I have struggled with this review because I feel in some ways reviewing The Old Man and the Sea diminishes it. Just read it. Experience it. Absorb it. It is a graceful, beautiful, deceptively simple, heartbreaking work, true to life and to the Hemingway ethos. It was the last major work Hemingway completed, and it led to his receiving the Pulitzer Prize in 1953 and the Nobel Prize for Literature in 1954.

Some have criticized the novella because it is different from Hemingway's previous work. What's wrong with that? Hemingway was growing older; he was changing, as we all do, as he aged. Perhaps some of the things he saw as important as a young man no longer mattered to him as much. So he allowed these changes to drive him far out past where he had gone before. What mattered to Hemingway now? Let’s let him speak for himself.


+ He was too simple to wonder when he had attained humility. But he knew he had attained it and he knew it was not disgraceful and it carried no loss of true pride. (pages 13-14)


+ Now is no time to think of baseball, he thought. Now is the time to think of only one thing. That which I was born for. (page 40)

The tension inherent in man’s relationship with Nature

+ Then he was sorry for the great fish that had nothing to eat and his determination to kill him never relaxed in his sorrow for him. How many people will he feed, he thought. But are they worthy to eat him? No, of course not. There is no one worthy of eating him from the manner of his behaviour and his great dignity. (page 75)

+ You are killing me, fish, the old man thought. But you have a right to. Never have I seen a greater, or more beautiful, or a calmer or more noble thing than you, brother. Come on and kill me. I do not care who kills who. (page 92)

Unwillingness to give in to defeat

+ Everything about him was old except his eyes and they were the same color as the sea and were cheerful and undefeated. (page 10)

+ Most people are heartless about turtles because a turtle’s heart will beat for hours after he has been cut up and butchered. But the old man thought, I have such a heart too and my feet and hands are like theirs. (page 37)

+ “But man is not made for defeat,” he said. “A man can be destroyed but not defeated.” (page 103)


Like Hemingway, Santiago goes far out beyond where he has gone before. This decision leads to all the novella’s great lessons.

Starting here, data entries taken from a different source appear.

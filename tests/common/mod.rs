//! Shared test utilities

use base64::Engine as _;
use base64::engine::general_purpose::STANDARD as BASE64;

/// Encode i16 samples as little-endian PCM bytes
#[must_use]
pub fn pcm16_bytes(samples: &[i16]) -> Vec<u8> {
    samples.iter().flat_map(|s| s.to_le_bytes()).collect()
}

/// Encode i16 samples as a base64 payload, the way the speech service
/// delivers audio
#[must_use]
pub fn pcm16_payload(samples: &[i16]) -> String {
    BASE64.encode(pcm16_bytes(samples))
}
//! Audio pipeline: payload decoding, PCM conversion, analysis, and playback
//!
//! The speech service returns headerless raw PCM (signed 16-bit
//! little-endian, mono, 24 kHz), so decoding is done by hand rather than
//! through a container-aware codec.

mod analyser;
mod pcm;
mod playback;

pub use analyser::{Analyser, BIN_COUNT, FFT_SIZE};
pub use pcm::{AudioBuffer, decode_audio_payload, samples_to_wav};
pub use playback::{AudioSink, PlaybackHandle, PlaybackSession};

/// Sample rate of the speech service output and of playback (Hz)
pub const SAMPLE_RATE: u32 = 24_000;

+ “[The fish’s] choice had been to stay in the deep dark water far out beyond all snares and traps and treacheries. My choice was to go there to find him beyond all people. Beyond all people in the world. Now we are joined together and have been since noon. And no one to help either one of us.” (page 50)

+ It is easy when you are beaten, he thought. I never knew how easy it was. And what beat you, he thought.

  “Nothing,” he said aloud. “I went out too far.” (page 120)


I urge you to read this short book. In doing so you will have discovered one of the greatest works in American literature. And perhaps as you do so your spirit will sail beyond where it has gone before.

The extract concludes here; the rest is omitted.